Some days and weeks go by quickly. Today was not one of those days and this does not feel like one of those weeks.

There was some down time between the major and important tasks today, so attention was turned to deleting old emails and files; chasing down loose ends on things not quite finished a few weeks ago before the special project; and mandatory online training/policy modules. The training is due to be completed by June 30, but hey, it’s all done now!

Back in the olden days before the pandemic, I signed up for our in-bank public speaking class, which would have been underway for a couple weeks now, but obviously that was cancelled, taking with it one of my performance goals for the quarter. Last fall, I came close to registering for the Certified Financial Marketing Professional exam in May (another goal), but there were a couple reasons that got in the way including a glitch when trying to buy the textbook and register for the exam on the website. It was annoying at the time, but now it feels like it was a stroke of good luck. It would have stunk to have been studying for an exam that wouldn’t happen, and then trying to get back into the exam prep groove months or a year later. Maybe next time.

The day started out sunny and nice, but then it got gray and the rain rolled in. It seemed to act like a sedative for the dogs and they spent a lot of time sleeping. It was a welcome break from their usual shenanigans and provided peace and quiet for the required reading of those positively riveting policies.  

Tonight’s kitchen experiment was Spaghetti Pie. For mysterious and unknown reasons, this morning a conversation about Spaghetti Pie that took place with a colleague from six jobs and roughly a million years ago popped into my head. His name was Tom and he visited his Mom for dinner regularly. He had told me she wasn’t a very good cook, but the one dish she made that he liked was Spaghetti Pie.

Deep dish Spaghetti Pie.
Tonight, I looked up a recipe for it. Basically it’s spaghetti, ground sausage, and sauce mixed with an egg to bind it, put in a dish, topped with cheese and baked. Mine had a bit too much sauce, indicating that maybe I should have read beyond the ingredients and paid some actual attention to the full recipe, but it was pretty good. 

Next time (if there is one), it will be less sauce and more cheese – like maybe some extra cheese layered in the middle because the only thing better than cheese is more cheese. And to Tom from that job in Worcester many moons ago, my apologies for having forgotten your last name and thanks for the random memory and the idea for dinner.

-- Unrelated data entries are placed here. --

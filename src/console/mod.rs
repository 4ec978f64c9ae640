//! Line-oriented control console.
//!
//! Parses one command line at a time against the shared runtime state and
//! configuration cell. Replies are plain text ("OK ..." / "ERR: ...");
//! commands that need the radio bus (bench CW, chip status) come back as
//! actions for the bus-owning caller to execute, since the console itself
//! never touches the bus.

use std::fmt::Write as _;
use std::sync::Arc;

use thiserror::Error;
use tracing::info;

use crate::config::SharedConfig;
use crate::runtime::{RuntimeShared, FREQ_MAX_HZ, FREQ_MIN_HZ, JITTER_MAX_US};

#[derive(Debug, Error)]
pub enum ConsoleError {
    #[error("unknown command '{0}', try 'help'")]
    UnknownCommand(String),
    #[error("missing argument for '{0}'")]
    MissingArgument(&'static str),
    #[error("bad number '{0}'")]
    BadNumber(String),
    #[error("frequency {0} Hz out of range {FREQ_MIN_HZ}..{FREQ_MAX_HZ}")]
    FrequencyOutOfRange(u32),
    #[error("ppm {0} out of range -100..100")]
    PpmOutOfRange(f32),
    #[error("unknown config key '{0}'")]
    UnknownKey(String),
    #[error("unknown section '{0}', expected bp, eq or comp")]
    UnknownSection(String),
}

/// Side effect the caller must carry out after a successful command.
#[derive(Debug, Clone, Copy, PartialEq, Eq)]
pub enum ConsoleAction {
    None,
    /// Suspend the apply loop and key a bench carrier.
    StartCw,
    /// Release the bench carrier and resume the apply loop.
    StopCw,
    /// Read and report chip status.
    QueryChip,
}

#[derive(Debug)]
pub struct ConsoleReply {
    pub text: String,
    pub action: ConsoleAction,
}

impl ConsoleReply {
    fn ok(text: impl Into<String>) -> Self {
        Self {
            text: text.into(),
            action: ConsoleAction::None,
        }
    }

    fn with_action(text: impl Into<String>, action: ConsoleAction) -> Self {
        Self {
            text: text.into(),
            action,
        }
    }
}

pub struct Console {
    shared: Arc<RuntimeShared>,
    config: Arc<SharedConfig>,
}

impl Console {
    pub fn new(shared: Arc<RuntimeShared>, config: Arc<SharedConfig>) -> Self {
        Self { shared, config }
    }

    /// Handle one input line. Empty lines reply with an empty OK.
    pub fn handle_line(&self, line: &str) -> Result<ConsoleReply, ConsoleError> {
        let mut parts = line.split_whitespace();
        let verb = match parts.next() {
            Some(v) => v.to_ascii_lowercase(),
            None => return Ok(ConsoleReply::ok("OK")),
        };

        match verb.as_str() {
            "help" => Ok(ConsoleReply::ok(HELP_TEXT)),
            "get" => Ok(ConsoleReply::ok(self.render_config())),
            "diag" => Ok(ConsoleReply::with_action(
                self.render_diag(),
                ConsoleAction::QueryChip,
            )),
            "cw" => {
                self.shared.set_cw_test(true);
                info!("🖥️ CONSOLE: bench CW requested");
                Ok(ConsoleReply::with_action(
                    "OK cw test on",
                    ConsoleAction::StartCw,
                ))
            }
            "stop" => {
                self.shared.set_cw_test(false);
                info!("🖥️ CONSOLE: bench CW released");
                Ok(ConsoleReply::with_action(
                    "OK cw test off",
                    ConsoleAction::StopCw,
                ))
            }
            "freq" => {
                let hz = parse_u32(parts.next().ok_or(ConsoleError::MissingArgument("freq"))?)?;
                if !(FREQ_MIN_HZ..=FREQ_MAX_HZ).contains(&hz) {
                    return Err(ConsoleError::FrequencyOutOfRange(hz));
                }
                self.shared.set_center_freq_hz(hz);
                Ok(ConsoleReply::ok(format!("OK freq {hz} Hz")))
            }
            "ppm" => {
                let ppm = parse_f32(parts.next().ok_or(ConsoleError::MissingArgument("ppm"))?)?;
                if !ppm.is_finite() || !(-100.0..=100.0).contains(&ppm) {
                    return Err(ConsoleError::PpmOutOfRange(ppm));
                }
                self.shared.set_ppm(ppm);
                Ok(ConsoleReply::ok(format!("OK ppm {ppm}")))
            }
            "jitter" => {
                let us =
                    parse_u32(parts.next().ok_or(ConsoleError::MissingArgument("jitter"))?)?;
                self.shared.set_jitter_us(us);
                Ok(ConsoleReply::ok(format!(
                    "OK jitter {} us",
                    self.shared.jitter_us().min(JITTER_MAX_US)
                )))
            }
            "txpwr" => {
                let dbm =
                    parse_f32(parts.next().ok_or(ConsoleError::MissingArgument("txpwr"))?)?;
                self.shared.set_tx_power_dbm(dbm as i8);
                Ok(ConsoleReply::ok(format!(
                    "OK txpwr {} dBm",
                    self.shared.tx_power_dbm()
                )))
            }
            "enable" => {
                let section = parts
                    .next()
                    .ok_or(ConsoleError::MissingArgument("enable"))?
                    .to_ascii_lowercase();
                let on = parse_bool(
                    parts.next().ok_or(ConsoleError::MissingArgument("enable"))?,
                )?;
                let mut cfg = self.config.snapshot();
                match section.as_str() {
                    "bp" => cfg.enable_bandpass = on,
                    "eq" => cfg.enable_eq = on,
                    "comp" => cfg.enable_comp = on,
                    other => return Err(ConsoleError::UnknownSection(other.to_string())),
                }
                self.config.commit(cfg);
                Ok(ConsoleReply::ok(format!(
                    "OK {section} {}",
                    if on { "on" } else { "off" }
                )))
            }
            "set" => {
                let key = parts
                    .next()
                    .ok_or(ConsoleError::MissingArgument("set"))?
                    .to_ascii_lowercase();
                let value =
                    parse_f32(parts.next().ok_or(ConsoleError::MissingArgument("set"))?)?;
                let mut cfg = self.config.snapshot();
                if !cfg.set_field(&key, value) {
                    return Err(ConsoleError::UnknownKey(key));
                }
                self.config.commit(cfg);
                Ok(ConsoleReply::ok(format!("OK {key} = {value}")))
            }
            other => Err(ConsoleError::UnknownCommand(other.to_string())),
        }
    }

    fn render_config(&self) -> String {
        let cfg = self.config.snapshot();
        let mut out = String::new();
        let _ = writeln!(
            out,
            "bp: {} {:.0}..{:.0} Hz x{}",
            onoff(cfg.enable_bandpass),
            cfg.bp_lo_hz,
            cfg.bp_hi_hz,
            cfg.bp_stages
        );
        let _ = writeln!(
            out,
            "eq: {} low {:.0} Hz {:+.1} dB, high {:.0} Hz {:+.1} dB, slope {:.1}",
            onoff(cfg.enable_eq),
            cfg.eq_low_hz,
            cfg.eq_low_db,
            cfg.eq_high_hz,
            cfg.eq_high_db,
            cfg.eq_slope
        );
        let _ = writeln!(
            out,
            "comp: {} thr {:.1} dB ratio {:.1}:1 att {:.1} ms rel {:.1} ms makeup {:.1} dB knee {:.1} dB outlim {:.3}",
            onoff(cfg.enable_comp),
            cfg.comp_thr_db,
            cfg.comp_ratio,
            cfg.comp_attack_ms,
            cfg.comp_release_ms,
            cfg.comp_makeup_db,
            cfg.comp_knee_db,
            cfg.comp_out_limit
        );
        let _ = writeln!(
            out,
            "amp: gain {:.2} min_a {:.1e} gate_ref {:.4} gate_sq {}",
            cfg.amp_gain,
            cfg.amp_min_a,
            cfg.gate_ref,
            onoff(cfg.gate_sq)
        );
        let _ = write!(
            out,
            "rf: freq {} Hz ppm {:.2} txpwr {} dBm jitter {} us",
            self.shared.center_freq_hz(),
            self.shared.ppm(),
            self.shared.tx_power_dbm(),
            self.shared.jitter_us()
        );
        out
    }

    fn render_diag(&self) -> String {
        format!(
            "underruns {} dropped_frames {} ingest_fill {} blocks_ready {} cw_test {} started {}",
            self.shared.underruns(),
            self.shared.frames_dropped(),
            self.shared.ingest_fill(),
            self.shared.blocks_ready(),
            onoff(self.shared.cw_test()),
            onoff(self.shared.consumer_started())
        )
    }
}

fn onoff(b: bool) -> &'static str {
    if b {
        "on"
    } else {
        "off"
    }
}

fn parse_u32(s: &str) -> Result<u32, ConsoleError> {
    s.parse().map_err(|_| ConsoleError::BadNumber(s.to_string()))
}

fn parse_f32(s: &str) -> Result<f32, ConsoleError> {
    s.parse().map_err(|_| ConsoleError::BadNumber(s.to_string()))
}

fn parse_bool(s: &str) -> Result<bool, ConsoleError> {
    match s.to_ascii_lowercase().as_str() {
        "1" | "on" | "true" => Ok(true),
        "0" | "off" | "false" => Ok(false),
        other => Err(ConsoleError::BadNumber(other.to_string())),
    }
}

const HELP_TEXT: &str = "\
commands:
  get                    show configuration and RF state
  diag                   show pipeline counters and chip status
  cw                     key a bench carrier (suspends the pipeline)
  stop                   release the bench carrier
  freq <hz>              center frequency, 2.4e9..2.5e9
  ppm <f>                crystal correction, -100..100
  jitter <us>            apply-timing jitter, 0..30
  txpwr <dbm>            max transmit power, -18..13
  enable bp|eq|comp 0|1  toggle a shaping stage
  set <key> <value>      tune one config field (see 'get' for keys)";
//! Cross-thread shared scalars.
//!
//! Every field has a single writer domain and is read lock-free; values that
//! gate another loop's behavior (start flag, CW test mode) use
//! acquire/release ordering, plain tunables use relaxed loads on the hot
//! paths.

use std::sync::atomic::{AtomicBool, AtomicI32, AtomicU32, AtomicU64, Ordering};

use crate::rf::sx1280::{self, PWR_MAX_DBM, PWR_MIN_DBM};

pub const BASE_FREQ_HZ: u32 = 2_400_400_000;
pub const FREQ_MIN_HZ: u32 = 2_400_000_000;
pub const FREQ_MAX_HZ: u32 = 2_500_000_000;
pub const JITTER_MAX_US: u32 = 30;

/// Shared runtime state for both pipeline threads and the console.
#[derive(Debug)]
pub struct RuntimeShared {
    center_freq_hz: AtomicU32,
    /// PPM correction, f32 stored as raw bits.
    ppm_bits: AtomicU32,
    jitter_us: AtomicU32,
    tx_power_dbm: AtomicI32,
    host_rate_hz: AtomicU32,

    /// Bench CW mode: the apply loop must idle off the bus while set.
    cw_test: AtomicBool,
    /// Raised by the producer once the pre-buffering quota is filled.
    consumer_start: AtomicBool,

    underruns: AtomicU32,
    frames_dropped: AtomicU64,

    /// Diagnostics gauges, refreshed by the producer once per block.
    ingest_fill: AtomicU32,
    blocks_ready: AtomicU32,
}

impl RuntimeShared {
    pub fn new() -> Self {
        Self {
            center_freq_hz: AtomicU32::new(BASE_FREQ_HZ),
            ppm_bits: AtomicU32::new(0.0_f32.to_bits()),
            jitter_us: AtomicU32::new(0),
            tx_power_dbm: AtomicI32::new(PWR_MAX_DBM as i32),
            host_rate_hz: AtomicU32::new(48_000),
            cw_test: AtomicBool::new(false),
            consumer_start: AtomicBool::new(false),
            underruns: AtomicU32::new(0),
            frames_dropped: AtomicU64::new(0),
            ingest_fill: AtomicU32::new(0),
            blocks_ready: AtomicU32::new(0),
        }
    }

    pub fn center_freq_hz(&self) -> u32 {
        self.center_freq_hz.load(Ordering::Relaxed)
    }

    pub fn set_center_freq_hz(&self, hz: u32) {
        self.center_freq_hz
            .store(hz.clamp(FREQ_MIN_HZ, FREQ_MAX_HZ), Ordering::Relaxed);
    }

    pub fn ppm(&self) -> f32 {
        f32::from_bits(self.ppm_bits.load(Ordering::Relaxed))
    }

    pub fn set_ppm(&self, ppm: f32) {
        self.ppm_bits
            .store(ppm.clamp(-100.0, 100.0).to_bits(), Ordering::Relaxed);
    }

    pub fn jitter_us(&self) -> u32 {
        self.jitter_us.load(Ordering::Relaxed)
    }

    pub fn set_jitter_us(&self, us: u32) {
        self.jitter_us.store(us.min(JITTER_MAX_US), Ordering::Relaxed);
    }

    pub fn tx_power_dbm(&self) -> i8 {
        self.tx_power_dbm.load(Ordering::Relaxed) as i8
    }

    pub fn set_tx_power_dbm(&self, dbm: i8) {
        self.tx_power_dbm
            .store(dbm.clamp(PWR_MIN_DBM, PWR_MAX_DBM) as i32, Ordering::Relaxed);
    }

    pub fn host_rate_hz(&self) -> u32 {
        self.host_rate_hz.load(Ordering::Relaxed)
    }

    pub fn set_host_rate_hz(&self, hz: u32) {
        if hz > 0 {
            self.host_rate_hz.store(hz, Ordering::Relaxed);
        }
    }

    /// Carrier step count with the current frequency and PPM applied.
    pub fn base_steps(&self) -> u32 {
        sx1280::hz_to_steps(self.center_freq_hz(), self.ppm())
    }

    pub fn cw_test(&self) -> bool {
        self.cw_test.load(Ordering::Acquire)
    }

    pub fn set_cw_test(&self, on: bool) {
        self.cw_test.store(on, Ordering::Release);
    }

    pub fn consumer_started(&self) -> bool {
        self.consumer_start.load(Ordering::Acquire)
    }

    pub fn signal_consumer_start(&self) {
        self.consumer_start.store(true, Ordering::Release);
    }

    pub fn underruns(&self) -> u32 {
        self.underruns.load(Ordering::Relaxed)
    }

    pub fn count_underrun(&self) -> u32 {
        self.underruns.fetch_add(1, Ordering::Relaxed) + 1
    }

    pub fn frames_dropped(&self) -> u64 {
        self.frames_dropped.load(Ordering::Relaxed)
    }

    pub fn count_dropped_frames(&self, n: u64) {
        self.frames_dropped.fetch_add(n, Ordering::Relaxed);
    }

    pub fn record_fill_levels(&self, ingest_fill: u32, blocks_ready: u32) {
        self.ingest_fill.store(ingest_fill, Ordering::Relaxed);
        self.blocks_ready.store(blocks_ready, Ordering::Relaxed);
    }

    pub fn ingest_fill(&self) -> u32 {
        self.ingest_fill.load(Ordering::Relaxed)
    }

    pub fn blocks_ready(&self) -> u32 {
        self.blocks_ready.load(Ordering::Relaxed)
    }
}

impl Default for RuntimeShared {
    fn default() -> Self {
        Self::new()
    }
}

Spaghetti Pie is easy enough to possibly make the cut for my “COVID-19 Cookbook – Recipes for Never Leaving the House.” This imaginary masterpiece will really just be a lot of mediocre unstaged cell phone photos of random food made during this work from home/never leaving the house period, and one page of instructions along the lines of  “Look in your cabinets and fridge. Put some stuff in a pot/baking dish and cook it/bake it.” I don’t measure and half my stuff is made with ingredients prepared in bulk and tossed together later, so it will really be a brag book about “Hey, look what I did” (half the premise of Facebook) and the concept of "be loose, be free, it’s your danged kitchen." Whaddaya know, the book outline is basically done.

With the rain and the wind and the gloom, it’s the perfect night for hot cocoa and brownies while curled up on the couch with two fur babies (one of whom will have me up every ten minutes to open the door for him) and binge watching “Hart of Dixie” on Netflix. How did I not know know about this show before? Whatever. I know about it now, and it doesn't have subtitles, making it a most unusual selection that could really confuse the Netflix algorithm that suggests shows. After years of watching lots of subtitled Korean dramas, it almost feels like a miracle landing on a show that is in English.  But sometimes, I just don't feel like reading a show.